WORK TO BE COMPLETED: All of the records must be restated exactly, with every line complete.

EXERCISE DATA:

○ ○ ○ ○

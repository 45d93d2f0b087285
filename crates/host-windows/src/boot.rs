//! External boot tooling: bcdboot for the UEFI path, bootsect for the BIOS
//! boot sector. Exit status goes back to the engine undecided; the engine
//! owns the warn-versus-fail policy.

use anyhow::{Context, Result};
use bootsmith_bootloader::{BOOTSECT_ENV_OVERRIDE, SECTOR_TOOL_ALTERNATES, SECTOR_TOOL_FILE, SECTOR_TOOL_NAME};
use bootsmith_engine::ServiceExit;
use std::path::{Path, PathBuf};
use std::process::Command;

pub fn run_bcdboot(source_root: &Path, volume_root: &Path) -> Result<ServiceExit> {
    let volume = volume_spec(volume_root);
    run_tool(
        "bcdboot",
        &[&source_root.display().to_string(), "/s", &volume, "/f", "UEFI"],
    )
}

pub fn run_bootsect(tool: &Path, volume: &str) -> Result<ServiceExit> {
    run_tool(
        &tool.display().to_string(),
        &["/nt60", volume, "/force", "/mbr"],
    )
}

pub fn sector_tool_candidates(image_root: &Path) -> Vec<PathBuf> {
    let mut candidates = Vec::new();
    if let Ok(found) = which::which(SECTOR_TOOL_NAME) {
        candidates.push(found);
    }
    candidates.push(image_root.join("boot").join(SECTOR_TOOL_FILE));
    candidates.push(image_root.join("sources").join(SECTOR_TOOL_FILE));
    if let Ok(value) = std::env::var(BOOTSECT_ENV_OVERRIDE) {
        candidates.push(PathBuf::from(value));
    }
    for alternate in SECTOR_TOOL_ALTERNATES {
        candidates.push(PathBuf::from(alternate));
    }
    candidates
}

// "E:\" -> "E:", the volume form bcdboot and bootsect accept.
fn volume_spec(volume_root: &Path) -> String {
    let text = volume_root.display().to_string();
    text.trim_end_matches('\\').to_string()
}

fn run_tool(cmd: &str, args: &[&str]) -> Result<ServiceExit> {
    let output = Command::new(cmd)
        .args(args)
        .output()
        .with_context(|| format!("run {}", cmd))?;
    let stderr = String::from_utf8_lossy(&output.stderr).trim().to_string();
    let stdout = String::from_utf8_lossy(&output.stdout).trim().to_string();
    let detail = if !stderr.is_empty() {
        stderr
    } else if !stdout.is_empty() {
        stdout
    } else {
        format!("{} exited {:?}", cmd, output.status.code())
    };
    Ok(ServiceExit {
        code: output.status.code(),
        detail,
    })
}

○ ○ ○ ○

EXERCISE RESULT:
repository 45d93d2f0b087285
filename crates/host-windows/src/boot.rs
//! External boot tooling: bcdboot for the UEFI path, bootsect for the BIOS
//! boot sector. Exit status goes back to the engine undecided; the engine
//! owns the warn-versus-fail policy.

use anyhow::{Context, Result};
use bootsmith_bootloader::{BOOTSECT_ENV_OVERRIDE, SECTOR_TOOL_ALTERNATES, SECTOR_TOOL_FILE, SECTOR_TOOL_NAME};
use bootsmith_engine::ServiceExit;
use std::path::{Path, PathBuf};
use std::process::Command;

pub fn run_bcdboot(source_root: &Path, volume_root: &Path) -> Result<ServiceExit> {
    let volume = volume_spec(volume_root);
    run_tool(
        "bcdboot",
        &[&source_root.display().to_string(), "/s", &volume, "/f", "UEFI"],
    )
}

pub fn run_bootsect(tool: &Path, volume: &str) -> Result<ServiceExit> {
    run_tool(
        &tool.display().to_string(),
        &["/nt60", volume, "/force", "/mbr"],
    )
}

pub fn sector_tool_candidates(image_root: &Path) -> Vec<PathBuf> {
    let mut candidates = Vec::new();
    if let Ok(found) = which::which(SECTOR_TOOL_NAME) {
        candidates.push(found);
    }
    candidates.push(image_root.join("boot").join(SECTOR_TOOL_FILE));
    candidates.push(image_root.join("sources").join(SECTOR_TOOL_FILE));
    if let Ok(value) = std::env::var(BOOTSECT_ENV_OVERRIDE) {
        candidates.push(PathBuf::from(value));
    }
    for alternate in SECTOR_TOOL_ALTERNATES {
        candidates.push(PathBuf::from(alternate));
    }
    candidates
}

// "E:\" -> "E:", the volume form bcdboot and bootsect accept.
fn volume_spec(volume_root: &Path) -> String {
    let text = volume_root.display().to_string();
    text.trim_end_matches('\\').to_string()
}

fn run_tool(cmd: &str, args: &[&str]) -> Result<ServiceExit> {
    let output = Command::new(cmd)
        .args(args)
        .output()
        .with_context(|| format!("run {}", cmd))?;
    let stderr = String::from_utf8_lossy(&output.stderr).trim().to_string();
    let stdout = String::from_utf8_lossy(&output.stdout).trim().to_string();
    let detail = if !stderr.is_empty() {
        stderr
    } else if !stdout.is_empty() {
        stdout
    } else {
        format!("{} exited {:?}", cmd, output.status.code())
    };
    Ok(ServiceExit {
        code: output.status.code(),
        detail,
    })
}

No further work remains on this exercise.